Global Malnutrition Increasing as Donations Decrease

May 3rd, 2011 by Angela

A determined band of social entrepreneurs has selected an admirable challenge indeed.. attacking global malnutrition

Social entrepreneurs, according to Wikipedia, distinguish a social problem and utilize entrepreneurial principles to organize, create, and manage a venture to achieve social change. 

They are individuals with innovative solutions to society’s most critical social problems.  Ambitious and persistent, they take on major social issues and generate new ideas for wide-scale change.

Global malnutrition is a very pressing social problem.  Data from the UN World Food Programme indicates that 925 million people don’t have enough to eat.  More than 10.9 million kids under five die in developing countries apiece year.  Hunger-related diseases and malnutrition cause 60 percent of those deaths.

Malnutrition is not just a measure of what we do or don’t eat.  It is characterized by insufficient consumption of protein, energy and micronutrients (vitamins and minerals) and by frequent infections and diseases.  If people are starved of the right nutrition they might die from common infections like measles and diarrhea. 

Malnutrition therefore doesn’t just mean an inadequate intake of food, but an inadequate intake of foods containing the required nutrition.  Lack of sufficient micronutrients in the diet affects almost two billion people worldwide.  The World Health Organization states that deficiencies of iron, vitamin A, and metal rank among the top ten leading causes of death through disease in developing countries.

A major challenge in alleviating global hunger is how to fund and sustain programs which wage food relief.  Without sustained, consistent, and growing funding, relief efforts are at the mercy of shifting economic conditions and the short-term efforts of governments and governmental organizations.

Recently, the global economic situation has negatively affected giving to charities.  In the U.S.A. charitable giving fell by 3.2% in 2009, the largest percentage in five decades according to a study by the Giving USA Foundation.  That comes after giving dropped 2.4% in 2008 during the first full year of the recession.  Nationally, the Salvation Army saw a more than 8 percent decline, and this could mean even larger trouble for the people who depend on them.  There’s word that many nationally known charities are in trouble.
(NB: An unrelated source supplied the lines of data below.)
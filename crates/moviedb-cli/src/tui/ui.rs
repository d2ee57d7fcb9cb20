//! TUI rendering logic for the movie browser.

use moviedb_api::tmdb::MovieSummary;
use ratatui::Frame;
use ratatui::layout::{Constraint, Direction, Layout, Rect};
use ratatui::style::{Color, Modifier, Style};
use ratatui::text::Line;
use ratatui::widgets::{Block, Borders, Paragraph, Row, Table, TableState, Wrap};

use super::app::{App, InputMode};
use crate::pages::{LoadState, Screen};
use crate::route::Route;
use crate::view::list::{NOT_AVAILABLE, format_rating, pagination_bar};
use crate::view::render_page;

/// Draws the browser UI.
#[allow(clippy::indexing_slicing)]
pub fn draw(frame: &mut Frame, app: &App) {
    let chunks = Layout::default()
        .direction(Direction::Vertical)
        .constraints([
            Constraint::Length(3), // header
            Constraint::Min(5),    // main content
            Constraint::Length(3), // footer
        ])
        .split(frame.area());

    draw_header(frame, chunks[0], app);
    draw_main(frame, chunks[1], app);
    draw_footer(frame, chunks[2], app);
}

/// Draws the search box and the current location.
#[allow(clippy::indexing_slicing)]
fn draw_header(frame: &mut Frame, area: Rect, app: &App) {
    let header_chunks = Layout::default()
        .direction(Direction::Horizontal)
        .constraints([Constraint::Percentage(60), Constraint::Percentage(40)])
        .split(area);

    let search_style = if app.input_mode == InputMode::Search {
        Style::default().fg(Color::Yellow)
    } else {
        Style::default()
    };
    let search_text = match (app.input_mode, app.route()) {
        (InputMode::Search, _) => app.search_input.clone(),
        (InputMode::Normal, Route::Search { query }) => query.clone(),
        (InputMode::Normal, _) => String::new(),
    };
    let search = Paragraph::new(search_text)
        .style(search_style)
        .block(Block::default().borders(Borders::ALL).title(" Search: / "));
    frame.render_widget(search, header_chunks[0]);

    let location = Paragraph::new(Line::from(app.route().location()))
        .block(Block::default().borders(Borders::ALL).title(" MovieDB "));
    frame.render_widget(location, header_chunks[1]);
}

/// Draws the view for the current route.
fn draw_main(frame: &mut Frame, area: Rect, app: &App) {
    match app.screen() {
        Screen::Home(c) => {
            if let LoadState::Loaded(data) = c.state() {
                draw_home_sections(
                    frame,
                    area,
                    data.trending_preview(),
                    data.popular_preview(),
                    app.selected(),
                );
                return;
            }
        }
        Screen::Listing(c) => {
            if let LoadState::Loaded(movies) = c.state()
                && !movies.is_empty()
            {
                let title = format!(
                    " {} | {} ",
                    app.route().title(),
                    pagination_bar(&c.pagination())
                );
                draw_movie_table(frame, area, &title, movies, Some(app.selected()));
                return;
            }
        }
        Screen::Search(c) => {
            if !c.is_blank()
                && let LoadState::Loaded(movies) = c.state()
                && !movies.is_empty()
            {
                let title = format!(
                    " {} | {} ",
                    app.route().title(),
                    pagination_bar(&c.pagination())
                );
                draw_movie_table(frame, area, &title, movies, Some(app.selected()));
                return;
            }
        }
        Screen::Details(_) => {}
    }
    draw_text_page(frame, area, app);
}

/// Draws the two home sections with a selection spanning both.
#[allow(clippy::indexing_slicing, clippy::arithmetic_side_effects)]
fn draw_home_sections(
    frame: &mut Frame,
    area: Rect,
    trending: &[MovieSummary],
    popular: &[MovieSummary],
    selected: usize,
) {
    let chunks = Layout::default()
        .direction(Direction::Vertical)
        .constraints([Constraint::Percentage(50), Constraint::Percentage(50)])
        .split(area);

    let (trending_selected, popular_selected) = if selected < trending.len() {
        (Some(selected), None)
    } else {
        (None, Some(selected - trending.len()))
    };
    draw_movie_table(frame, chunks[0], " Trending Today ", trending, trending_selected);
    draw_movie_table(frame, chunks[1], " Popular Movies ", popular, popular_selected);
}

/// Draws a movie table in upstream order.
fn draw_movie_table(
    frame: &mut Frame,
    area: Rect,
    title: &str,
    movies: &[MovieSummary],
    selected: Option<usize>,
) {
    let header = Row::new(vec!["ID", "Title", "Rating", "Year"])
        .style(
            Style::default()
                .fg(Color::Yellow)
                .add_modifier(Modifier::BOLD),
        )
        .bottom_margin(1);

    let rows: Vec<Row> = movies
        .iter()
        .map(|m| {
            Row::new(vec![
                m.id.to_string(),
                m.title.clone(),
                format!("⭐ {}", format_rating(m.vote_average)),
                String::from(m.release_year().unwrap_or(NOT_AVAILABLE)),
            ])
        })
        .collect();

    let widths = [
        Constraint::Length(9),
        Constraint::Min(20),
        Constraint::Length(8),
        Constraint::Length(6),
    ];

    let border_style = if selected.is_some() {
        Style::default().fg(Color::Cyan)
    } else {
        Style::default()
    };

    let table = Table::new(rows, widths)
        .header(header)
        .block(
            Block::default()
                .borders(Borders::ALL)
                .title(String::from(title))
                .border_style(border_style),
        )
        .row_highlight_style(
            Style::default()
                .fg(Color::Cyan)
                .add_modifier(Modifier::BOLD),
        );

    let mut state = TableState::default();
    state.select(selected);
    frame.render_stateful_widget(table, area, &mut state);
}

/// Draws loading, empty, error and detail pages as wrapped text.
fn draw_text_page(frame: &mut Frame, area: Rect, app: &App) {
    let mut lines = render_page(app.route(), app.screen());
    let heading = if lines.is_empty() {
        String::new()
    } else {
        lines.remove(0)
    };

    let errored = match app.screen() {
        Screen::Home(c) => c.state().error().is_some(),
        Screen::Listing(c) => c.state().error().is_some(),
        Screen::Search(c) => c.state().error().is_some(),
        Screen::Details(c) => c.state().error().is_some() || c.movie_id().is_none(),
    };
    let style = if errored {
        Style::default().fg(Color::Red)
    } else {
        Style::default()
    };

    let text: Vec<Line> = lines.into_iter().map(Line::from).collect();
    let page = Paragraph::new(text)
        .style(style)
        .wrap(Wrap { trim: false })
        .block(
            Block::default()
                .borders(Borders::ALL)
                .title(format!(" {heading} ")),
        );
    frame.render_widget(page, area);
}

/// Draws the footer with key hints.
fn draw_footer(frame: &mut Frame, area: Rect, app: &App) {
    let help_text = match (app.input_mode, app.screen()) {
        (InputMode::Search, _) => Line::from("Type a title | Esc: cancel | Enter: search"),
        (InputMode::Normal, Screen::Details(_)) => Line::from(
            "o: trailer  Backspace/Esc: back  g: home  p: popular  t: top rated  /: search  q: quit",
        ),
        (InputMode::Normal, _) => Line::from(
            "\u{2191}\u{2193}: move  Enter: open  \u{2190}\u{2192}: page  o: tmdb  Backspace: back  g/h: home  p: popular  t: top rated  /: search  r: reload  q: quit",
        ),
    };

    let footer = Paragraph::new(help_text).block(Block::default().borders(Borders::ALL));
    frame.render_widget(footer, area);
}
In this situation of a growing need for food relief and decreasing charitable donations, social entrepreneurship programs might wage a solution. 

An excellent example of social entrepreneurship being used to fight global malnutrition is this program by a company called Mannatech.  In Mannatech’s “Give For Real” program, consumers not only fund the donation of nutritional products to the hungry by their own purchases, but receive products and income in return.  That’s a tremendous incentive to support a worthy cause.

For more about this “donation through consumption” program and Mannatechs nutritional products go here.